Problem:
The word to look for is "ByteArrayDataInput". Report every line of the entries below that has it.

══ Supplied information ══

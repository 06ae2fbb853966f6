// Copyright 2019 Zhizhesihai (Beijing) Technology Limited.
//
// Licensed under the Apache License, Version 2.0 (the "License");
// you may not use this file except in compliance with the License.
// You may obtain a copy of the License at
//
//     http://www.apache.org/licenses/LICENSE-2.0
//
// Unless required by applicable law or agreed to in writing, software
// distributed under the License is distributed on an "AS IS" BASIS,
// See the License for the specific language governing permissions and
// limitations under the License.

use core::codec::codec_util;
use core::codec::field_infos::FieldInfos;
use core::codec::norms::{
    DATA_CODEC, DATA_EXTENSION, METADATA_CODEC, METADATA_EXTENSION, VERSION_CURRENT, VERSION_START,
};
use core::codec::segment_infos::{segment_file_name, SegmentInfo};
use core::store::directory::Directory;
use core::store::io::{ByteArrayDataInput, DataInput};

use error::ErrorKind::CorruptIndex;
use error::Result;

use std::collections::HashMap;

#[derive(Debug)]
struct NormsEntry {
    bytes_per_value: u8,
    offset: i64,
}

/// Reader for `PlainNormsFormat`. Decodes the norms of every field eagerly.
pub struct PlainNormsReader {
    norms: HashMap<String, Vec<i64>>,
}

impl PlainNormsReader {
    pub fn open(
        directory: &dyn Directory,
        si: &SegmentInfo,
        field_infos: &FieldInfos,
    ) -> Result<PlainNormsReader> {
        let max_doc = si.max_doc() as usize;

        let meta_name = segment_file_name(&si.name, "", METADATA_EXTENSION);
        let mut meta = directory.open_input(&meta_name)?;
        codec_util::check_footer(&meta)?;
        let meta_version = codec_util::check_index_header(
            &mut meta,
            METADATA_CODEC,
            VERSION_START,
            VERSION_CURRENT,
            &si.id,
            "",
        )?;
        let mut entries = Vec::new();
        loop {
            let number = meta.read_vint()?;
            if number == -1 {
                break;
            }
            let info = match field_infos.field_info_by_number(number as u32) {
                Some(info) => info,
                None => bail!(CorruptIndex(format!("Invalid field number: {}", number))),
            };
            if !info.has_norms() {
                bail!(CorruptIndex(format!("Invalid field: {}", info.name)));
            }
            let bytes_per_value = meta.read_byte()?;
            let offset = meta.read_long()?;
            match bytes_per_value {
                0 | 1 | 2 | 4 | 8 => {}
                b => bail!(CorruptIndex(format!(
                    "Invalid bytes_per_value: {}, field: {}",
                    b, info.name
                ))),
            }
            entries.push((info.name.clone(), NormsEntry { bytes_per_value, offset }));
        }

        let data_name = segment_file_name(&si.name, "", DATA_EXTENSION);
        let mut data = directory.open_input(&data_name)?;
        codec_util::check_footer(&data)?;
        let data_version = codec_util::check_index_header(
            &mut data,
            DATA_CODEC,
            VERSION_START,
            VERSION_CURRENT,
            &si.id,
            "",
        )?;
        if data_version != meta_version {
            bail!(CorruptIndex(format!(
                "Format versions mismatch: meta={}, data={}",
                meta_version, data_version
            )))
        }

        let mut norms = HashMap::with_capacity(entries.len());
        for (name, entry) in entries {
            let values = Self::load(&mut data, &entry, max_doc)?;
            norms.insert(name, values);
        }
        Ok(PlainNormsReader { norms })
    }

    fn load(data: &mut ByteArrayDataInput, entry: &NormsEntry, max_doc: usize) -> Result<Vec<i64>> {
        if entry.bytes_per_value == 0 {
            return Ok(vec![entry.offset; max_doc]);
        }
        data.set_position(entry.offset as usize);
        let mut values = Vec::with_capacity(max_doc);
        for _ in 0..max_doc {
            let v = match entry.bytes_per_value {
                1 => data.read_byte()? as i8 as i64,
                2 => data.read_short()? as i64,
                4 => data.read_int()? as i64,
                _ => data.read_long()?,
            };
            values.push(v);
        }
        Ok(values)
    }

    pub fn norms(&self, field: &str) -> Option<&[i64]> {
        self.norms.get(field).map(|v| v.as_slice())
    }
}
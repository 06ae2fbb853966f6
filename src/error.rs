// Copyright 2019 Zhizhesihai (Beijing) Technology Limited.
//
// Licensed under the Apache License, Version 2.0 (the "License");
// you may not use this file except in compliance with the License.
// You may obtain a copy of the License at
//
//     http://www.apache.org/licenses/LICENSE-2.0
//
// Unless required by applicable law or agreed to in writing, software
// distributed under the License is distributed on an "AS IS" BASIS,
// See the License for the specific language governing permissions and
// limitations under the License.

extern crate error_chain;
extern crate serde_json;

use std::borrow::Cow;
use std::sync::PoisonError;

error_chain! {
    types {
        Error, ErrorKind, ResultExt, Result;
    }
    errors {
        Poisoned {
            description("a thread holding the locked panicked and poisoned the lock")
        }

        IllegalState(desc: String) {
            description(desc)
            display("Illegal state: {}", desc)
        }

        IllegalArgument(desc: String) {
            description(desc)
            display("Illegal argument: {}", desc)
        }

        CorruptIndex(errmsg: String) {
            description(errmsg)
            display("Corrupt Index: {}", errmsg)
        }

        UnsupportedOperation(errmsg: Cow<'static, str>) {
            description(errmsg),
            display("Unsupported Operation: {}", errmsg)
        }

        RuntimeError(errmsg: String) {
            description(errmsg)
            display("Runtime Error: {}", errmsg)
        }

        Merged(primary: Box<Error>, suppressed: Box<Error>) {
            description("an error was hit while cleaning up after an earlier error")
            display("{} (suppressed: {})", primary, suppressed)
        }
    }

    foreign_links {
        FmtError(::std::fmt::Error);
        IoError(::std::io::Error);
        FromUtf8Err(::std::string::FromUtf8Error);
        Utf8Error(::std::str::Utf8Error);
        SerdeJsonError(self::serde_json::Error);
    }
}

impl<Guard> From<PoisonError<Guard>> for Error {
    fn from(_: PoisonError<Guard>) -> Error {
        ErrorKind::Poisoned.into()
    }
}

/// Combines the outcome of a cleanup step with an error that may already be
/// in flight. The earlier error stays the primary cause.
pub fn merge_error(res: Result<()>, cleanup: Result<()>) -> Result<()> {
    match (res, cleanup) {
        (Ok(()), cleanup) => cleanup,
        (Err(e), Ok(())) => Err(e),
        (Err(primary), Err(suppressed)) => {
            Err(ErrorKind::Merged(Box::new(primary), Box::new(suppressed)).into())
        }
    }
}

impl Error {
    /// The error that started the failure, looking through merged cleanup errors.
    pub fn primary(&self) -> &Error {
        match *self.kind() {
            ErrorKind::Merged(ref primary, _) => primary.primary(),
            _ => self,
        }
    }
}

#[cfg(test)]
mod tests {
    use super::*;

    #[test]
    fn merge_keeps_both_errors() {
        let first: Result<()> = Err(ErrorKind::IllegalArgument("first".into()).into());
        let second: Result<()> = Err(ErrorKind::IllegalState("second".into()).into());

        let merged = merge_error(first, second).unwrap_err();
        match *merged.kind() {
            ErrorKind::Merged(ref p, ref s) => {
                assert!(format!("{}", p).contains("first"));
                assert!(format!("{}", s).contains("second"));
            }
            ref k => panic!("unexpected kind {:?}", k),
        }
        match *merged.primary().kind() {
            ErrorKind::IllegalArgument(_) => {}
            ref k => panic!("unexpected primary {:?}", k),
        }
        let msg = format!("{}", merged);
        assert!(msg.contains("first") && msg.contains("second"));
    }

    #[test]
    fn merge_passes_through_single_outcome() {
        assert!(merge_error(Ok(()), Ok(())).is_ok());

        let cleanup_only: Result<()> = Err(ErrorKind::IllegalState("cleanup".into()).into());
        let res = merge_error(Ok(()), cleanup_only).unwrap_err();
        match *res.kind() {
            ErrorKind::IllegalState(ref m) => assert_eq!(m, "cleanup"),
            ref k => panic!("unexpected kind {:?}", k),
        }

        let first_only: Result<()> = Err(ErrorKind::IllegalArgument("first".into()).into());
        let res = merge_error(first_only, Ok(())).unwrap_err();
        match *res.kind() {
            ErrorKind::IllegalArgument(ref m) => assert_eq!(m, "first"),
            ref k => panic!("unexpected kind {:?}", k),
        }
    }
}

═══

Result of the exercise:
use core::store::io::{ByteArrayDataInput, DataInput};
    fn load(data: &mut ByteArrayDataInput, entry: &NormsEntry, max_doc: usize) -> Result<Vec<i64>> {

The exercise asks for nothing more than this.